• Your task
Write out, word for word, only the data from its first line to the line containing "An observation outside".

(Stored data)
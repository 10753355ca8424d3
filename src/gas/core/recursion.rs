//! θ–recursion for GAS(ar, sc): path, log-likelihood and analytic gradient.
//!
//! ## Model convention
//! `θ_t = c + Σ_{i=1..ar} φ_i θ_{t−i} + Σ_{j=1..sc} α_j u_{t−j}`
//!
//! where `u_s` is the (scaled) score of the family log-density at
//! `(y_s, θ_s)`. The latent vector is laid out as `[c, φ₁..φ_ar, α₁..α_sc]`.
//!
//! ## What this module does
//! - Seeds the first `m = max(ar, sc)` points at the unconditional level
//!   `c / (1 − Σφ)` (or `c` when the AR part is absent or unit-root).
//! - Runs the recursion forward, clamping every `θ_t` with [`ThetaGuards`].
//! - Sums `log p(y_t | θ_t)` over `t ≥ m`.
//! - Propagates the sensitivities `∂θ_t/∂β` alongside the path so the
//!   gradient of the log-likelihood is exact.
//!
//! ## Domain errors
//! An observation outside the family support or a non-finite `θ_t` aborts
//! the pass. [`compute_path`] reports this as a `-∞` log-likelihood; the
//! gradient entry point returns the error so optimizers see an infeasible
//! point.
use crate::{
    gas::{
        core::{
            family::Family,
            guards::{ThetaGuards, guard_theta},
            options::ScoreScaling,
            shape::GASShape,
        },
        errors::{GASError, GASResult},
    },
    optimization::numerical_stability::GENERAL_TOL,
};
use ndarray::{Array1, Array2, ArrayView1, s};

/// Everything the recursion needs besides the latent vector and data.
#[derive(Debug, Clone, Copy, PartialEq)]
pub struct GASSpec {
    pub family: Family,
    pub shape: GASShape,
    pub scaling: ScoreScaling,
    pub guards: ThetaGuards,
}

/// Latent vector split into constant, AR and score coefficients.
#[derive(Debug, Clone, PartialEq)]
pub struct GASCoefficients {
    pub constant: f64,
    pub ar: Array1<f64>,
    pub sc: Array1<f64>,
}

impl GASCoefficients {
    /// # Errors
    /// - `GASError::LatentLengthMismatch` if `params.len() != 1 + ar + sc`.
    pub fn from_vector(shape: &GASShape, params: ArrayView1<f64>) -> GASResult<Self> {
        let expected = shape.n_latent();
        if params.len() != expected {
            return Err(GASError::LatentLengthMismatch { expected, actual: params.len() });
        }
        Ok(GASCoefficients {
            constant: params[0],
            ar: params.slice(s![1..1 + shape.ar]).to_owned(),
            sc: params.slice(s![1 + shape.ar..]).to_owned(),
        })
    }

    /// Sum of AR coefficients.
    pub fn persistence(&self) -> f64 {
        self.ar.sum()
    }

    /// Whether the unconditional level `c / (1 − Σφ)` is defined.
    fn has_level(&self) -> bool {
        !self.ar.is_empty() && (1.0 - self.persistence()).abs() > GENERAL_TOL
    }

    /// Value used for the seed points.
    pub fn seed(&self) -> f64 {
        if self.has_level() { self.constant / (1.0 - self.persistence()) } else { self.constant }
    }

    /// Next θ from histories stored oldest-first (newest at the end).
    ///
    /// Requires `theta_hist.len() >= ar` and `score_hist.len() >= sc`.
    /// Returns the guarded value and whether it was clamped.
    pub fn next_theta(&self, theta_hist: &[f64], score_hist: &[f64], guards: &ThetaGuards) -> (f64, bool) {
        let mut value = self.constant;
        for (i, phi) in self.ar.iter().enumerate() {
            value += phi * theta_hist[theta_hist.len() - 1 - i];
        }
        for (j, alpha) in self.sc.iter().enumerate() {
            value += alpha * score_hist[score_hist.len() - 1 - j];
        }
        if value.is_nan() {
            return (value, false);
        }
        guard_theta(value, guards)
    }
}

/// In-sample θ path, innovations and log-likelihood.
#[derive(Debug, Clone, PartialEq)]
pub struct GASPath {
    pub theta: Array1<f64>,
    /// Scaled scores `u_t` for every t.
    pub scores: Array1<f64>,
    /// `Σ_{t ≥ m} log p(y_t | θ_t)`, or `-∞` on a domain error.
    pub loglik: f64,
}

impl GASPath {
    pub fn is_feasible(&self) -> bool {
        self.loglik.is_finite()
    }
}

/// Run the recursion and return the θ path with its log-likelihood.
///
/// Never fails: a domain error or a latent vector of the wrong length
/// yields a NaN path with `loglik = -∞`. Use [`GASPath::is_feasible`] to
/// test.
pub fn compute_path(spec: &GASSpec, params: &Array1<f64>, y: ArrayView1<f64>) -> GASPath {
    let n = y.len();
    match filter(spec, params.view(), y, false) {
        Ok(pass) => GASPath { theta: pass.theta, scores: pass.scores, loglik: pass.loglik },
        Err(_) => GASPath {
            theta: Array1::from_elem(n, f64::NAN),
            scores: Array1::from_elem(n, f64::NAN),
            loglik: f64::NEG_INFINITY,
        },
    }
}

/// Log-likelihood and its exact gradient with respect to the natural
/// latent vector.
///
/// # Errors
/// - Any domain error (`OutOfSupport`, `NonFiniteTheta`,
///   `InvalidFamilyParam`) or `LatentLengthMismatch`.
pub fn compute_gradient(
    spec: &GASSpec, params: &Array1<f64>, y: ArrayView1<f64>,
) -> GASResult<(f64, Array1<f64>)> {
    let pass = filter(spec, params.view(), y, true)?;
    let grad = pass.grad.unwrap_or_else(|| Array1::zeros(params.len()));
    Ok((pass.loglik, grad))
}

/// Fallible log-likelihood; the objective's value path.
pub fn try_loglik(spec: &GASSpec, params: &Array1<f64>, y: ArrayView1<f64>) -> GASResult<f64> {
    Ok(filter(spec, params.view(), y, false)?.loglik)
}

// ---- Helper Methods ----

struct FilterPass {
    theta: Array1<f64>,
    scores: Array1<f64>,
    loglik: f64,
    grad: Option<Array1<f64>>,
}

/// Single forward pass. With `with_grad`, also carries the `n × k`
/// sensitivity matrix `D[t, ·] = ∂θ_t/∂β`.
fn filter(
    spec: &GASSpec, params: ArrayView1<f64>, y: ArrayView1<f64>, with_grad: bool,
) -> GASResult<FilterPass> {
    let coefs = GASCoefficients::from_vector(&spec.shape, params)?;
    let (ar, sc) = (spec.shape.ar, spec.shape.sc);
    let m = spec.shape.burn_in();
    let n = y.len();
    let k = spec.shape.n_latent();

    let mut theta = Vec::with_capacity(n);
    let mut scores = Vec::with_capacity(n);
    let mut dscore = Vec::with_capacity(if with_grad { n } else { 0 });
    let mut sens = if with_grad { Array2::<f64>::zeros((n, k)) } else { Array2::zeros((0, k)) };
    let mut grad = Array1::<f64>::zeros(k);
    let mut loglik = 0.0;

    let (seed, seed_clamped) = guard_theta(coefs.seed(), &spec.guards);
    let one_minus = 1.0 - coefs.persistence();

    for t in 0..n {
        let (theta_t, clamped) = if t < m {
            (seed, seed_clamped)
        } else {
            coefs.next_theta(&theta, &scores, &spec.guards)
        };
        if !theta_t.is_finite() {
            return Err(GASError::NonFiniteTheta { t, value: theta_t });
        }
        let y_t = y[t];
        spec.family.check_support(t, y_t)?;
        let u_t = spec.family.scaled_score(y_t, theta_t, spec.scaling);

        if with_grad && !clamped {
            if t < m {
                if coefs.has_level() {
                    sens[[t, 0]] = 1.0 / one_minus;
                    for i in 0..ar {
                        sens[[t, 1 + i]] = coefs.constant / (one_minus * one_minus);
                    }
                } else {
                    sens[[t, 0]] = 1.0;
                }
            } else {
                let mut row = Array1::<f64>::zeros(k);
                row[0] = 1.0;
                for i in 0..ar {
                    row[1 + i] += theta[t - 1 - i];
                    row.scaled_add(coefs.ar[i], &sens.row(t - 1 - i));
                }
                for j in 0..sc {
                    row[1 + ar + j] += scores[t - 1 - j];
                    row.scaled_add(coefs.sc[j] * dscore[t - 1 - j], &sens.row(t - 1 - j));
                }
                sens.row_mut(t).assign(&row);
            }
        }

        if t >= m {
            loglik += spec.family.log_density(y_t, theta_t)?;
            if with_grad {
                grad.scaled_add(spec.family.score(y_t, theta_t), &sens.row(t));
            }
        }
        if with_grad {
            dscore.push(spec.family.score_derivative(y_t, theta_t, spec.scaling));
        }
        theta.push(theta_t);
        scores.push(u_t);
    }

    if !loglik.is_finite() {
        return Err(GASError::InfeasibleFit);
    }
    Ok(FilterPass {
        theta: Array1::from(theta),
        scores: Array1::from(scores),
        loglik,
        grad: with_grad.then_some(grad),
    })
}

• Task output
repository 10753355ca8424d3
filename src/gas/core/recursion.rs
//! θ–recursion for GAS(ar, sc): path, log-likelihood and analytic gradient.
//!
//! ## Model convention
//! `θ_t = c + Σ_{i=1..ar} φ_i θ_{t−i} + Σ_{j=1..sc} α_j u_{t−j}`
//!
//! where `u_s` is the (scaled) score of the family log-density at
//! `(y_s, θ_s)`. The latent vector is laid out as `[c, φ₁..φ_ar, α₁..α_sc]`.
//!
//! ## What this module does
//! - Seeds the first `m = max(ar, sc)` points at the unconditional level
//!   `c / (1 − Σφ)` (or `c` when the AR part is absent or unit-root).
//! - Runs the recursion forward, clamping every `θ_t` with [`ThetaGuards`].
//! - Sums `log p(y_t | θ_t)` over `t ≥ m`.
//! - Propagates the sensitivities `∂θ_t/∂β` alongside the path so the
//!   gradient of the log-likelihood is exact.
//!
//! ## Domain errors
//! An observation outside the family support or a non-finite `θ_t` aborts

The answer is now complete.